Edgar Wright’s “Last Night In Soho” consists of three overlapping elements: the present, the past, and the soundtrack.

In the present, Ellie (Thomasin McKenzie) is a naive young woman from Cornwall who gets accepted to a fashion college in London, where she hopes to become a dress designer. But on her first day in the dorm, her roommate turns out to be a snotty mean girl named Jocasta (Synnøve Karlsen), whose disdainful attitude and snide remarks drive Ellie to look for someplace else to live. She finds a room on the top floor of a home owned by Miss Collins (the late Diana Rigg), the kind of old lady landlord who became a movie cliche a long time ago.

At night, when Ellie gets into bed, she’s visited by dreams of London in all its Swinging Sixties glory, focused on a babydoll-dress-wearing blonde named Sandie (Anya Taylor-Joy), who seems to be living a life of nightclubs, attractive men, and partying. Wright does some nice camera trickery to show Ellie and Sandie as each other’s reflections in mirrors and windows, the better to merge the two women into a single storyline. Ellie loves the timeframe Sandie lives in, to the point where she plays old vinyl records from that decade and pictures herself wearing era-appropriate garb.

But things start going south when Sandie’s life devolves from happy free spirit to a woman exploited by the men around her. After Taylor-Joy does an a cappella version of Petula Clarks “Downtown” as an audition, the club owner says to the man who’s decided to manage her, “Okay, she can sing, but what else will she do?” As Ellie’s dreams turn more realistic — and occur even when she’s awake — she gets sucked into Sandie’s life as if she’s experiencing her pain from the past in the present day.

That’s where “Last Night In Soho” lost me, as it turned into a gruesome horror story. What seemed like a fascinating dual-period piece becomes nothing more than a by-the-book nightmare tale designed to scare, but without any interest in fleshing out the lead characters. They merely exist as overwhelmed targets of a series of faceless men. Wright further muddies the water with an odd old man played by Terence Stamp, a love story that never goes beyond the superficial, and Ellie’s visions of her dead mother. It’s all too much.

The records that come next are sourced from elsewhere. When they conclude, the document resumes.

#[async_trait]
impl CheckoutStore for PgStore {
    async fn list_products(&self) -> Result<Vec<Product>, StoreError> {
        let mut conn = self.pool.get().await?;
        let rows = products::table
            .order(products::id.asc())
            .load::<ProductRow>(&mut conn)
            .await?;
        Ok(rows.into_iter().map(Product::from).collect())
    }

    async fn get_product(&self, id: ProductId) -> Result<Option<Product>, StoreError> {
        let mut conn = self.pool.get().await?;
        Ok(find_product(&mut conn, id).await?.map(Product::from))
    }

    async fn create_product(&self, actor: AccountId, product: &NewProduct) -> Result<Product, CatalogError> {
        product.validate()?;
        let new_row = NewProductRow::from(product);
        let mut conn = self.pool.get().await.map_err(StoreError::from)?;

        let created = conn
            .transaction::<_, CatalogError, _>(|conn| {
                Box::pin(async move {
                    let row = diesel::insert_into(products::table)
                        .values(&new_row)
                        .get_result::<ProductRow>(conn)
                        .await?;
                    insert_event(conn, &DomainEvent::ProductCreated { product_id: row.id, actor_id: actor }).await?;
                    Ok(Product::from(row))
                })
            })
            .await?;

        info!("Product {} created by account {}", created.id, actor);
        Ok(created)
    }

    async fn update_product(
        &self,
        actor: AccountId,
        id: ProductId,
        patch: &ProductPatch,
    ) -> Result<Product, CatalogError> {
        patch.validate()?;
        let changeset = ProductChangeset::from(patch);
        let mut conn = self.pool.get().await.map_err(StoreError::from)?;

        conn.transaction::<_, CatalogError, _>(|conn| {
            Box::pin(async move {
                products::table
                    .find(id)
                    .for_update()
                    .first::<ProductRow>(conn)
                    .await
                    .optional()?
                    .ok_or(CatalogError::NotFound(id))?;

                let row = diesel::update(products::table.find(id))
                    .set(&changeset)
                    .get_result::<ProductRow>(conn)
                    .await?;
                insert_event(
                    conn,
                    &DomainEvent::ProductUpdated {
                        product_id: id,
                        actor_id: actor,
                        stock_quantity: row.stock_quantity,
                    },
                )
                .await?;
                Ok(Product::from(row))
            })
        })
        .await
    }

    async fn load_cart(&self, account_id: AccountId) -> Result<CartView, StoreError> {
        let mut conn = self.pool.get().await?;
        let cart_id = cart_id(&mut conn, account_id).await?;

        let rows = cart_items::table
            .inner_join(products::table)
            .filter(cart_items::cart_id.eq(cart_id))
            .order(cart_items::added_at.asc())
            .load::<(CartItemRow, ProductRow)>(&mut conn)
            .await?;

        Ok(CartView::new(
            rows.into_iter()
                .map(|(item, product)| cart_item_view(item, product))
                .collect(),
        ))
    }

    async fn add_to_cart(
        &self,
        account_id: AccountId,
        product_id: ProductId,
        quantity: i32,
    ) -> Result<CartAddition, CartError> {
        let mut conn = self.pool.get().await.map_err(StoreError::from)?;

        conn.transaction::<_, CartError, _>(|conn| {
            Box::pin(async move {
                let product = find_product(conn, product_id)
                    .await?
                    .ok_or(CartRejection::ProductNotFound(product_id))?;
                let cart_id = cart_id(conn, account_id).await?;
                let in_cart = cart_item(conn, cart_id, product_id)
                    .await?
                    .map(|item| item.quantity)
                    .unwrap_or(0);

                let addition = plan_add(product_id, product.stock_quantity, in_cart, quantity)?;

                diesel::insert_into(cart_items::table)
                    .values(&NewCartItem {
                        cart_id,
                        product_id,
                        quantity: addition.quantity,
                    })
                    .on_conflict((cart_items::cart_id, cart_items::product_id))
                    .do_update()
                    .set(cart_items::quantity.eq(addition.quantity))
                    .execute(conn)
                    .await?;

                let event = if in_cart == 0 {
                    DomainEvent::CartItemAdded { account_id, product_id, quantity: addition.quantity }
                } else {
                    DomainEvent::CartItemUpdated { account_id, product_id, quantity: addition.quantity }
                };
                insert_event(conn, &event).await?;
                Ok(addition)
            })
        })
        .await
    }

    async fn update_cart_item(
        &self,
        account_id: AccountId,
        product_id: ProductId,
        quantity: i32,
    ) -> Result<CartUpdate, CartError> {
        let mut conn = self.pool.get().await.map_err(StoreError::from)?;

        conn.transaction::<_, CartError, _>(|conn| {
            Box::pin(async move {
                let cart_id = cart_id(conn, account_id).await?;
                let item = cart_item(conn, cart_id, product_id)
                    .await?
                    .ok_or(CartRejection::NotInCart(product_id))?;
                let available = find_product(conn, product_id)
                    .await?
                    .map(|product| product.stock_quantity)
                    .unwrap_or(0);

                let update = plan_update(product_id, available, quantity);
                let event = match update {
                    CartUpdate::Set { quantity, .. } => {
                        diesel::update(cart_items::table.find(item.id))
                            .set(cart_items::quantity.eq(quantity))
                            .execute(conn)
                            .await?;
                        DomainEvent::CartItemUpdated { account_id, product_id, quantity }
                    }
                    CartUpdate::Removed { .. } => {
                        diesel::delete(cart_items::table.find(item.id)).execute(conn).await?;
                        DomainEvent::CartItemRemoved { account_id, product_id }
                    }
                };
                insert_event(conn, &event).await?;
                Ok(update)
            })
        })
        .await
    }

    async fn remove_cart_item(&self, account_id: AccountId, product_id: ProductId) -> Result<(), CartError> {
        let mut conn = self.pool.get().await.map_err(StoreError::from)?;

        conn.transaction::<_, CartError, _>(|conn| {
            Box::pin(async move {
                let cart_id = cart_id(conn, account_id).await?;
                let deleted = diesel::delete(
                    cart_items::table
                        .filter(cart_items::cart_id.eq(cart_id))
                        .filter(cart_items::product_id.eq(product_id)),
                )
                .execute(conn)
                .await?;
                if deleted == 0 {
                    return Err(CartRejection::NotInCart(product_id).into());
                }
                insert_event(conn, &DomainEvent::CartItemRemoved { account_id, product_id }).await?;
                Ok(())
            })
        })
        .await
    }

    async fn observe_stock(&self, ids: &[ProductId]) -> Result<Vec<ProductStock>, StoreError> {
        let mut conn = self.pool.get().await?;
        let rows = products::table
            .filter(products::id.eq_any(ids.to_vec()))
            .load::<ProductRow>(&mut conn)
            .await?;
        Ok(rows.into_iter().map(ProductStock::from).collect())
    }

    async fn commit_reservation(&self, request: &ReservationRequest) -> Result<PlacedOrder, CheckoutError> {
        let request = request.clone();
        let lock_timeout = format!("SET LOCAL lock_timeout = '{}ms'", self.lock_timeout.as_millis());
        let mut conn = self.pool.get().await.map_err(StoreError::from)?;

        conn.transaction::<_, CheckoutError, _>(|conn| {
            Box::pin(async move {
                diesel::sql_query(lock_timeout).execute(conn).await?;

                // ORDER BY id makes Postgres take the row locks in ascending id order.
                let locked = products::table
                    .filter(products::id.eq_any(request.product_ids()))
                    .order(products::id.asc())
                    .for_update()
                    .load::<ProductRow>(conn)
                    .await?;
                let stock: Vec<ProductStock> = locked.into_iter().map(ProductStock::from).collect();

                let settlement = settle(&request.lines, &stock)?;

                let order = diesel::insert_into(order_requests::table)
                    .values(&NewOrderRequestRow::new(&request, &settlement)?)
                    .get_result::<OrderRequestRow>(conn)
                    .await?;

                for (product_id, quantity) in settlement.decrements() {
                    diesel::update(products::table.find(product_id))
                        .set((
                            products::stock_quantity.eq(products::stock_quantity - quantity),
                            products::updated_at.eq(chrono::Utc::now()),
                        ))
                        .execute(conn)
                        .await?;
                }

                let cart = carts::table
                    .filter(carts::account_id.eq(request.account_id))
                    .select(carts::id)
                    .first::<i64>(conn)
                    .await
                    .optional()?;
                if let Some(cart_id) = cart {
                    diesel::delete(cart_items::table.filter(cart_items::cart_id.eq(cart_id)))
                        .execute(conn)
                        .await?;
                }

                insert_event(
                    conn,
                    &DomainEvent::OrderCreated {
                        order_id: order.id,
                        account_id: request.account_id,
                        total_amount: settlement.total_amount.clone(),
                        line_count: settlement.lines.len(),
                    },
                )
                .await?;

                Ok(PlacedOrder {
                    order_id: order.id,
                    total_amount: settlement.total_amount,
                    snapshot: settlement.lines,
                })
            })
        })
        .await
    }

    async fn list_orders(&self, account_id: AccountId) -> Result<Vec<OrderRecord>, StoreError> {
        let mut conn = self.pool.get().await?;
        let rows = order_requests::table
            .filter(order_requests::account_id.eq(account_id))
            .order(order_requests::created_at.desc())
            .load::<OrderRequestRow>(&mut conn)
            .await?;
        rows.into_iter().map(OrderRecord::try_from).collect()
    }

    async fn orders_feed(&self, last_id: OrderId) -> Result<OrdersFeed, StoreError> {
        let mut conn = self.pool.get().await?;
        let rows = order_requests::table
            .filter(order_requests::id.gt(last_id))
            .order(order_requests::id.desc())
            .limit(FEED_LIMIT)
            .load::<OrderRequestRow>(&mut conn)
            .await?;

        let orders = rows
            .into_iter()
            .map(OrderRecord::try_from)
            .collect::<Result<Vec<_>, _>>()?;
        let last_id = orders.iter().map(|order| order.id).max().unwrap_or(last_id);
        Ok(OrdersFeed { orders, last_id })
    }

    async fn order_status_counts(&self) -> Result<Vec<(OrderStatus, i64)>, StoreError> {
        let mut conn = self.pool.get().await?;
        let rows = order_requests::table
            .group_by(order_requests::status)
            .select((order_requests::status, diesel::dsl::count_star()))
            .load::<(String, i64)>(&mut conn)
            .await?;

        let parsed = rows.into_iter().filter_map(|(status, total)| match status.parse::<OrderStatus>() {
            Ok(status) => Some((status, total)),
            Err(e) => {
                warn!("Skipping orders with unrecognised status: {}", e);
                None
            }
        });
        Ok(status_counts(parsed))
    }

    async fn transition_order(
        &self,
        actor: OrderActor,
        order_id: OrderId,
        to: OrderStatus,
    ) -> Result<OrderRecord, OrderError> {
        let mut conn = self.pool.get().await.map_err(StoreError::from)?;

        conn.transaction::<_, OrderError, _>(|conn| {
            Box::pin(async move {
                let row = order_requests::table
                    .find(order_id)
                    .for_update()
                    .first::<OrderRequestRow>(conn)
                    .await
                    .optional()?
                    .ok_or(OrderError::NotFound(order_id))?;
                if let OrderActor::Owner(owner) = actor {
                    if row.account_id != owner {
                        return Err(OrderError::NotFound(order_id));
                    }
                }

                let mut record = OrderRecord::try_from(row)?;
                let from = record.status;
                record.status = from.transition(to)?;

                diesel::update(order_requests::table.find(order_id))
                    .set(order_requests::status.eq(record.status.as_str()))
                    .execute(conn)
                    .await?;
                insert_event(
                    conn,
                    &DomainEvent::OrderStatusChanged {
                        order_id,
                        account_id: record.account_id,
                        actor_id: actor.account_id(),
                        from,
                        to: record.status,
                    },
                )
                .await?;
                Ok(record)
            })
        })
        .await
    }

    async fn record_event(&self, event: &DomainEvent) -> Result<(), StoreError> {
        let mut conn = self.pool.get().await?;
        insert_event(&mut conn, event).await
    }
}
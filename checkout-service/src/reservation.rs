use shared::*;
use std::sync::Arc;
use std::time::Duration;
use tracing::{error, info, warn};

use crate::store::{CheckoutError, CheckoutStore};

/// Turns a cart into an order without ever overselling.
///
/// A lock-free pre-check rejects obviously short carts cheaply; the store's
/// atomic phase then re-validates against locked rows before anything is
/// written. Both phases use [`settle`], so they cannot disagree about what
/// "enough stock" means.
pub struct Reservations {
    store: Arc<dyn CheckoutStore>,
    retry_backoff: Duration,
}

impl Reservations {
    pub fn new(store: Arc<dyn CheckoutStore>, retry_backoff: Duration) -> Self {
        Self { store, retry_backoff }
    }

    /// Checks out the account's stored cart.
    pub async fn checkout(&self, account_id: AccountId, shipping: &ShippingInfo) -> Result<PlacedOrder, CheckoutError> {
        let cart = self.store.load_cart(account_id).await?;
        self.reserve_and_create_order(account_id, &cart.lines(), shipping).await
    }

    pub async fn reserve_and_create_order(
        &self,
        account_id: AccountId,
        cart_items: &[CartLine],
        shipping: &ShippingInfo,
    ) -> Result<PlacedOrder, CheckoutError> {
        let lines = merge_lines(cart_items)?;
        shipping.validate()?;

        let request = ReservationRequest {
            account_id,
            lines,
            shipping: shipping.clone(),
        };

        let observed = self.store.observe_stock(&request.product_ids()).await?;
        if let Err(rejection) = settle(&request.lines, &observed) {
            info!("Checkout for account {} rejected before locking: {}", account_id, rejection);
            self.note_rejection(account_id, &rejection).await;
            return Err(rejection.into());
        }

        match self.commit_with_retry(&request).await {
            Ok(placed) => {
                info!(
                    "Order {} placed for account {} ({} lines, total {})",
                    placed.order_id,
                    account_id,
                    placed.snapshot.len(),
                    placed.total_amount
                );
                Ok(placed)
            }
            Err(CheckoutError::Rejected(rejection)) => {
                info!("Checkout for account {} rejected under lock: {}", account_id, rejection);
                self.note_rejection(account_id, &rejection).await;
                Err(rejection.into())
            }
            Err(e) => {
                error!("Checkout for account {} failed: {}", account_id, e);
                Err(e)
            }
        }
    }

    async fn commit_with_retry(&self, request: &ReservationRequest) -> Result<PlacedOrder, CheckoutError> {
        match self.store.commit_reservation(request).await {
            Err(CheckoutError::Storage(e)) if e.is_transient() => {
                warn!(
                    "Transient conflict committing order for account {}, retrying in {:?}: {}",
                    request.account_id, self.retry_backoff, e
                );
                tokio::time::sleep(self.retry_backoff).await;
                self.store.commit_reservation(request).await
            }
            other => other,
        }
    }

    async fn note_rejection(&self, account_id: AccountId, rejection: &ReservationError) {
        let ReservationError::InsufficientStock(shortfalls) = rejection else {
            return;
        };
        let event = DomainEvent::InsufficientStock {
            account_id,
            shortfalls: shortfalls.clone(),
        };
        if let Err(e) = self.store.record_event(&event).await {
            warn!("Could not record insufficient stock event for account {}: {}", account_id, e);
        }
    }
}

The best thing “Last Night In Soho” has going for it is the music. As he did in “Baby Driver,” Wright knows how to put together one hell of a mixtape to go with the action. The soundtrack includes a dozen deep-cut 1960s songs like “A World Without Love” by Peter and Gordon, “Wishin’ and Hopin'” by Dusty Springfield, “Starstruck” by The Kinks, “I’ve Got My Mind Set On You” by James Ray (later remade by George Harrison), and the original “There’s Always Something There to Remind Me” by Sandie Shaw.

Since I enjoyed about half of “Last Night In Soho,” I’m giving it a 5 out of 10. Opens tomorrow in theaters.